His mother also says that India’s own leadership had not only promised an end to its occupation to the people of Jammu & Kashmir, but also to Pakistan and the international community. On Oct. 31, 1947, Indian Prime Minister Jawahar Lal Nehru wrote “… that we shall withdraw our troops from Kashmir as soon as peace and order is restored and leave the decision regarding the future of the State (of Jammu & Kashmir) to the people of the State is not merely a promise to your government but also to the people of Kashmir, and to the world.”

The young stone-pelter’s mind is baffled by what he hears and what he sees. He is startled by how easily India forgot its promise and at the blatant audacity of the Indian Government to deny access to human rights organizations to the weeping valley of Kashmir. He knows, despite all international condemnation and calls for investigations into decades of atrocities against Kashmiris, no one has been held accountable so far.

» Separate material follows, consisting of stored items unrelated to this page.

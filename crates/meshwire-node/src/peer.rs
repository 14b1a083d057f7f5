//! Remote peer state held by the topology.

use crate::path::Path;
use meshwire_crypto::{Identity, SymmetricKey};
use meshwire_proto::{Address, Verb};
use parking_lot::RwLock;
use std::fmt;
use std::sync::atomic::{AtomicI64, Ordering};
use std::sync::Arc;

/// Version advertised by a peer's HELLO.
#[derive(Debug, Clone, Copy, PartialEq, Eq)]
pub struct RemoteVersion {
    pub protocol: u8,
    pub major: u8,
    pub minor: u8,
    pub revision: u16,
}

/// A known remote node: its identity, the derived long-term pairwise key, and
/// liveness bookkeeping.
pub struct Peer {
    identity: Identity,
    key: SymmetricKey,
    last_received: AtomicI64,
    remote_version: RwLock<Option<RemoteVersion>>,
    preferred_path: RwLock<Option<Arc<Path>>>,
}

impl Peer {
    pub fn new(identity: Identity, key: SymmetricKey) -> Self {
        Peer {
            identity,
            key,
            last_received: AtomicI64::new(0),
            remote_version: RwLock::new(None),
            preferred_path: RwLock::new(None),
        }
    }

    pub fn identity(&self) -> &Identity {
        &self.identity
    }

    pub fn address(&self) -> Address {
        self.identity.address()
    }

    pub fn key(&self) -> &SymmetricKey {
        &self.key
    }

    /// Record receipt of an authenticated packet. A direct (zero-hop) path
    /// becomes the preferred reply path.
    pub fn received(&self, path: &Arc<Path>, hops: u8, _packet_id: u64, _verb: Verb, now: i64) {
        self.last_received.store(now, Ordering::Relaxed);
        if hops == 0 {
            *self.preferred_path.write() = Some(Arc::clone(path));
        }
    }

    pub fn last_received(&self) -> i64 {
        self.last_received.load(Ordering::Relaxed)
    }

    pub fn path(&self) -> Option<Arc<Path>> {
        self.preferred_path.read().clone()
    }

    pub fn set_remote_version(&self, version: RemoteVersion) {
        *self.remote_version.write() = Some(version);
    }

    pub fn remote_version(&self) -> Option<RemoteVersion> {
        *self.remote_version.read()
    }
}

impl fmt::Debug for Peer {
    fn fmt(&self, f: &mut fmt::Formatter<'_>) -> fmt::Result {
        f.debug_struct("Peer")
            .field("address", &self.address())
            .field("last_received", &self.last_received())
            .finish()
    }
}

His mother tells him that losing hope is not in the blood of Kashmiris. She says that there are still people with their conscience alive. There are world leaders who speak for them. There are countries that stand by them. There are NGOs and other organizations that feel their pain and raise their voices for them. There are documented reports by different institutions, including the Independent Permanent Human Rights Commission (IPHRC) of the Organization of Islamic Countries (OIC) highlighting the continuous violation of fundamental human rights in the Indian-occupied Kashmir. The reports highlight the increase in the indiscriminate and disproportionate use of force against unarmed and innocent civilians and human rights activists by the Indian forces with impunity, torture, extrajudicial killings, rape and mass blinding through use of pellets. Above all, the reports chronicle the denial of the Kashmiri’s inalienable right of self-determination.

The young mind cannot fathom the India that brutalizes him, denies him his rights, wishes to become a permanent member of the UN Security Council, an organization whose resolutions it has mockingly flouted for seven decades.

His young mind questions why the Pakistani Prime Minister’s demand at the United Nations General Assembly on Sept. 21, 2017 to appoint a Special Envoy to Kashmir to ensure the implementation of the UN Security Council resolutions has not yielded any results. Are all the calls made to halt pellet gun attacks and other violence against unarmed demonstrators in Jammu & Kashmir; to stop the use of rape as an instrument of state policy by Indian security forces; to end media blackouts; to rescind draconian “laws” encouraging impunity and free all Kashmiri political leaders under detention, unreasonable and illegitimate?

Frightened, baffled and heartbroken, the young stone-pelter questions himself how many more nights of oppression, rapes, torture and killings would it take to jolt the conscience of the international community? How many more Kashmiris must lose their eyes to pellet-guns before the world opens its eyes to this oppression? How long will the Kashmiris be used as human shields, like in the Utligam village, before the international community stands up to shield them?

The stone-pelter finds no satisfactory answers to his questions. He traces his steps back to join his other young class fellows who stand fearlessly in front of the Indian troops with stones in their hands and the belief in their hearts that no occupation force in this world is powerful enough to stamp out what people truly believe in. The stone-pelters are real-life Davids against power-drunk Goliaths. They know that in the end they will prevail, but they ask why the world must take so long to say “Enough” to India.

It is time that the stone-pelter gets an honest answer.

By Abdul Akbar, First Secretary, Embassy of Pakistan in Ankara.